President Barack Obama will send the US Congress a proposal to authorise the use of force against the Islamic State (IS) terrorist group shortly, both the White House and the House of Representatives Speaker John Boehner said, setting up what is sure to be a fierce political fight on Capitol Hill.
White House press secretary Josh Earnest said the administration would send "specific language" of an Authorisation for the Use of Military Force (AUMF) to Congress "relatively soon". Boehner said he was "expecting (an AUMF) sent up here in the coming days", CNN reported.
The president is required by law to secure congressional approval for prolonged military operations, by passing an AUMF -- war authority -- on Capitol Hill.
"When it comes to fighting a war, Congress should not tie the president's hands," Boehner said. "And we are going to go through a rigorous set of hearings and continue to discuss this."

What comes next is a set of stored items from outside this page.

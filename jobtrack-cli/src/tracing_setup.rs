//! Tracing setup for the jobtrack CLI
//!
//! Usage:
//!   jobtrack --debug serve                   # Debug logging to console
//!   RUST_LOG=jobtrack_server=debug jobtrack  # Fine-grained log control
//!
//! Environment variables:
//!   RUST_LOG                                 # Log filter (default: info)

use anyhow::{anyhow, Result};
use tracing_subscriber::EnvFilter;

/// Tracing configuration options
#[derive(Debug, Clone, Default)]
pub struct TracingConfig {
    /// Enable debug logging (sets RUST_LOG=debug if not already set)
    pub debug: bool,
}

impl TracingConfig {
    fn filter(&self) -> EnvFilter {
        let fallback = if self.debug { "debug" } else { "info" };
        EnvFilter::try_from_default_env().unwrap_or_else(|_| EnvFilter::new(fallback))
    }
}

/// Initialize console tracing
pub fn init(config: &TracingConfig) -> Result<()> {
    tracing_subscriber::fmt()
        .with_env_filter(config.filter())
        .with_target(config.debug) // Show targets in debug mode
        .compact()
        .try_init()
        .map_err(|err| anyhow!(err))
}
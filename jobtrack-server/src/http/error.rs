//! API error types with IntoResponse
//!
//! Errors are converted to JSON responses carrying the HTTP status and a
//! human-readable `detail`.

use axum::extract::rejection::{JsonRejection, PathRejection};
use axum::http::StatusCode;
use axum::response::{IntoResponse, Response};
use axum::Json;
use serde_json::json;

use crate::db::StoreError;
use crate::models::ValidationError;
use crate::service::ServiceError;

/// API error type with automatic HTTP status mapping
#[derive(Debug)]
pub enum ApiError {
    /// Domain validation failed (422)
    Validation(ValidationError),

    /// Body could not be read as the expected payload shape (422, or the
    /// extractor's own status for content-type/size problems)
    Payload { status: StatusCode, detail: String },

    /// Path parameter malformed (422)
    InvalidPath { detail: String },

    /// Resource not found (404)
    NotFound { resource: &'static str, id: i32 },

    /// Store failure (500, logged)
    Store(StoreError),
}

impl ApiError {
    pub fn status(&self) -> StatusCode {
        match self {
            Self::Validation(_) | Self::InvalidPath { .. } => StatusCode::UNPROCESSABLE_ENTITY,
            Self::Payload { status, .. } => *status,
            Self::NotFound { .. } => StatusCode::NOT_FOUND,
            Self::Store(_) => StatusCode::INTERNAL_SERVER_ERROR,
        }
    }
}

impl IntoResponse for ApiError {
    fn into_response(self) -> Response {
        let status = self.status();
        let body = match &self {
            Self::Validation(e) => json!({
                "error": "validation_error",
                "status": status.as_u16(),
                "field": e.field(),
                "detail": e.to_string()
            }),
            Self::Payload { detail, .. } => json!({
                "error": "invalid_payload",
                "status": status.as_u16(),
                "detail": detail
            }),
            Self::InvalidPath { detail } => json!({
                "error": "invalid_path",
                "status": status.as_u16(),
                "detail": detail
            }),
            Self::NotFound { resource, id } => json!({
                "error": "not_found",
                "status": status.as_u16(),
                "id": id,
                "detail": format!("{} not found", resource)
            }),
            Self::Store(e) => {
                // Log the actual error, return generic message
                tracing::error!("Store error: {}", e);
                json!({
                    "error": "internal_error",
                    "status": status.as_u16(),
                    "detail": "an internal error occurred"
                })
            }
        };

        (status, Json(body)).into_response()
    }
}

impl From<ValidationError> for ApiError {
    fn from(e: ValidationError) -> Self {
        Self::Validation(e)
    }
}

impl From<ServiceError> for ApiError {
    fn from(e: ServiceError) -> Self {
        match e {
            ServiceError::NotFound { id } => Self::NotFound {
                resource: "Application",
                id,
            },
            ServiceError::Store(e) => Self::Store(e),
        }
    }
}

impl From<JsonRejection> for ApiError {
    fn from(rejection: JsonRejection) -> Self {
        // Anything that is not a readable JSON payload is 422; body-size and
        // read failures keep their own status
        let status = match &rejection {
            JsonRejection::JsonDataError(_)
            | JsonRejection::JsonSyntaxError(_)
            | JsonRejection::MissingJsonContentType(_) => StatusCode::UNPROCESSABLE_ENTITY,
            other => other.status(),
        };
        Self::Payload {
            status,
            detail: rejection.body_text(),
        }
    }
}

impl From<PathRejection> for ApiError {
    fn from(rejection: PathRejection) -> Self {
        Self::InvalidPath {
            detail: rejection.body_text(),
        }
    }
}

#[cfg(test)]
mod tests {
    use super::*;
    use axum::body::to_bytes;

    async fn body_json(response: Response) -> serde_json::Value {
        let bytes = to_bytes(response.into_body(), usize::MAX).await.unwrap();
        serde_json::from_slice(&bytes).unwrap()
    }

    #[tokio::test]
    async fn validation_error_is_422() {
        let err = ApiError::Validation(ValidationError::Empty { field: "position" });
        let response = err.into_response();
        assert_eq!(response.status(), StatusCode::UNPROCESSABLE_ENTITY);

        let body = body_json(response).await;
        assert_eq!(body["field"], "position");
        assert_eq!(body["detail"], "position cannot be empty");
    }

    #[tokio::test]
    async fn not_found_is_404() {
        let err = ApiError::from(ServiceError::NotFound { id: 3 });
        let response = err.into_response();
        assert_eq!(response.status(), StatusCode::NOT_FOUND);

        let body = body_json(response).await;
        assert_eq!(body["status"], 404);
        assert_eq!(body["detail"], "Application not found");
    }

    #[tokio::test]
    async fn store_error_hides_cause() {
        let err = ApiError::from(ServiceError::Store(StoreError::Sqlx(
            sqlx::Error::PoolTimedOut,
        )));
        let response = err.into_response();
        assert_eq!(response.status(), StatusCode::INTERNAL_SERVER_ERROR);

        let body = body_json(response).await;
        assert_eq!(body["detail"], "an internal error occurred");
    }
}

The time line for the bill remains murky.
Obama went ahead with airstrikes in Iraq and Syria without Congress weighing in.
The president is required by law to ask Congress for war authority within 60 days of initiation, but the White House has argued that under the 2001 AUMF, which authorised war against the 9/11 perpetrators, he has the authority to attack IS because it's an offshoot of Al Qaeda.
But as far back as September and again in his State of the Union address this January, Obama urged Congress to pass the new authorisation.
"We are strongest as a nation when the president and the Congress work together," he said in September.
Boehner said the President is going to have to sell the measure both to Americans and on Capitol Hill, suggesting the responsibility for success or failure lies on his shoulders.
"It's also going to be incumbent upon the president to make the case to the American people for why we have to fight this fight," he said.
"His actions are going to be an important part of trying to get the votes to actually pass an authorisation... This is not going to be an easy vote."